# TASK DETAILS
Repeat every entry in full. Match each line exactly.

********************

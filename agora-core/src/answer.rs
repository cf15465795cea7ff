//! Participant answers.
//!
//! [`Answer`] is the untrusted wire shape. The slide type registry turns it
//! into a [`NormalizedAnswer`] whose indices and values are already checked
//! against the slide's settings, so reducers never re-validate.

use std::collections::BTreeMap;

use serde::{Deserialize, Serialize};

use crate::slide::Point;

/// Answer as submitted by a client.
///
/// ```text
/// { "kind": "choice",  "value": ["A"] }
/// { "kind": "points",  "value": { "X": 60, "Y": 40 } }
/// { "kind": "pin",     "value": { "x": 12.5, "y": 40.0 } }
/// ```
#[derive(Debug, Clone, PartialEq, Serialize, Deserialize)]
#[serde(tag = "kind", content = "value", rename_all = "snake_case")]
pub enum Answer {
    /// Selected option labels.
    Choice(Vec<String>),
    /// One value per scale statement, in statement order.
    Scale(Vec<i64>),
    /// Free text: word cloud entry, open ended response or Q&A question.
    Text(String),
    /// Items in preferred order, best first.
    Ranking(Vec<String>),
    /// Points per item label.
    Points(BTreeMap<String, u32>),
    /// Position per item label.
    Grid(BTreeMap<String, Point>),
    Pin(Point),
    Number(i64),
    /// Quiz option index.
    Option(usize),
}

impl Answer {
    pub fn kind_name(&self) -> &'static str {
        match self {
            Self::Choice(_) => "choice",
            Self::Scale(_) => "scale",
            Self::Text(_) => "text",
            Self::Ranking(_) => "ranking",
            Self::Points(_) => "points",
            Self::Grid(_) => "grid",
            Self::Pin(_) => "pin",
            Self::Number(_) => "number",
            Self::Option(_) => "option",
        }
    }
}

/// Validated answer, expressed against the slide's own indices.
#[derive(Debug, Clone, PartialEq)]
pub enum NormalizedAnswer {
    /// Sorted, de-duplicated option indices.
    Choice(Vec<usize>),
    Scale(Vec<i64>),
    /// Lower-cased tokens.
    Words(Vec<String>),
    /// Trimmed open ended response.
    Text(String),
    /// Item indices, best first; a permutation of all items.
    Ranking(Vec<usize>),
    /// Points aligned with the slide's item list.
    Points(Vec<u32>),
    /// Position aligned with the slide's item list; `None` = not placed.
    Grid(Vec<Option<Point>>),
    Pin(Point),
    Guess(i64),
    Question(String),
    /// Quiz option plus server-measured latency since the quiz opened.
    QuizOption { index: usize, latency_ms: u64 },
}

********************

# TASK RESPONSE
filename agora-core/src/answer.rs
repository cf15465795cea7ff
//! Participant answers.
//!
//! [`Answer`] is the untrusted wire shape. The slide type registry turns it
//! into a [`NormalizedAnswer`] whose indices and values are already checked
//! against the slide's settings, so reducers never re-validate.

use std::collections::BTreeMap;

use serde::{Deserialize, Serialize};

use crate::slide::Point;

/// Answer as submitted by a client.
///
/// ```text
/// { "kind": "choice",  "value": ["A"] }
/// { "kind": "points",  "value": { "X": 60, "Y": 40 } }
/// { "kind": "pin",     "value": { "x": 12.5, "y": 40.0 } }
/// ```
#[derive(Debug, Clone, PartialEq, Serialize, Deserialize)]
#[serde(tag = "kind", content = "value", rename_all = "snake_case")]
pub enum Answer {
    /// Selected option labels.
    Choice(Vec<String>),
    /// One value per scale statement, in statement order.
    Scale(Vec<i64>),
    /// Free text: word cloud entry, open ended response or Q&A question.
    Text(String),
    /// Items in preferred order, best first.
    Ranking(Vec<String>),
    /// Points per item label.
    Points(BTreeMap<String, u32>),
    /// Position per item label.
    Grid(BTreeMap<String, Point>),
    Pin(Point),
    Number(i64),
    /// Quiz option index.
    Option(usize),
}

impl Answer {
    pub fn kind_name(&self) -> &'static str {
        match self {
            Self::Choice(_) => "choice",
            Self::Scale(_) => "scale",
            Self::Text(_) => "text",
            Self::Ranking(_) => "ranking",
            Self::Points(_) => "points",
            Self::Grid(_) => "grid",
            Self::Pin(_) => "pin",
            Self::Number(_) => "number",
            Self::Option(_) => "option",
        }
    }
}

/// Validated answer, expressed against the slide's own indices.
#[derive(Debug, Clone, PartialEq)]
pub enum NormalizedAnswer {
    /// Sorted, de-duplicated option indices.
    Choice(Vec<usize>),
    Scale(Vec<i64>),
    /// Lower-cased tokens.
    Words(Vec<String>),
    /// Trimmed open ended response.
    Text(String),
    /// Item indices, best first; a permutation of all items.
    Ranking(Vec<usize>),
    /// Points aligned with the slide's item list.
    Points(Vec<u32>),
    /// Position aligned with the slide's item list; `None` = not placed.
    Grid(Vec<Option<Point>>),
    Pin(Point),
    Guess(i64),
    Question(String),
    /// Quiz option plus server-measured latency since the quiz opened.
    QuizOption { index: usize, latency_ms: u64 },
}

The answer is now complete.